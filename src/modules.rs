//! Maps changed files to the Maven modules that own them.

use std::collections::BTreeSet;
use std::path::{Component, Path};

use tracing::debug;

use crate::error::CIError;
use crate::CIResult;

const POM: &str = "pom.xml";

/// Modules owning the changed files, relative to `root`.
///
/// An empty result means the whole reactor has to be built: either nothing
/// changed, or a file owned by the root pom did.
pub fn changed_modules<S>(root: &Path, changed_files: &[S]) -> CIResult<Vec<String>>
where
    S: AsRef<str>,
{
    let mut modules = BTreeSet::new();
    let mut whole_reactor = false;

    for file in changed_files.iter().map(|f| f.as_ref().trim()) {
        if file.is_empty() {
            continue;
        }

        let path = Path::new(file);
        if !path
            .components()
            .all(|c| matches!(c, Component::Normal(_) | Component::CurDir))
        {
            return Err(CIError::PathOutsideRoot(file.to_string()).into());
        }

        match owning_module(root, path) {
            Some(module) => {
                debug!("{} belongs to module {}", file, module);
                modules.insert(module);
            }
            None => {
                debug!("{} belongs to the root module", file);
                whole_reactor = true;
            }
        }
    }

    if whole_reactor {
        return Ok(Vec::new());
    }

    Ok(modules.into_iter().collect())
}

/// Nearest ancestor directory of `path` holding a pom, excluding `root` itself.
fn owning_module(root: &Path, path: &Path) -> Option<String> {
    path.ancestors()
        .skip(1)
        .take_while(|dir| !dir.as_os_str().is_empty() && *dir != Path::new("."))
        .find(|dir| root.join(dir).join(POM).is_file())
        .map(|dir| {
            dir.components()
                .filter(|c| matches!(c, Component::Normal(_)))
                .map(|c| c.as_os_str().to_string_lossy())
                .collect::<Vec<_>>()
                .join("/")
        })
}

◇ ◇ ◇ ◇ ◇

What this task involves: Please report every line in the entries above that holds the string "debug".

Solution for this task:
use tracing::debug;
                debug!("{} belongs to module {}", file, module);
                debug!("{} belongs to the root module", file);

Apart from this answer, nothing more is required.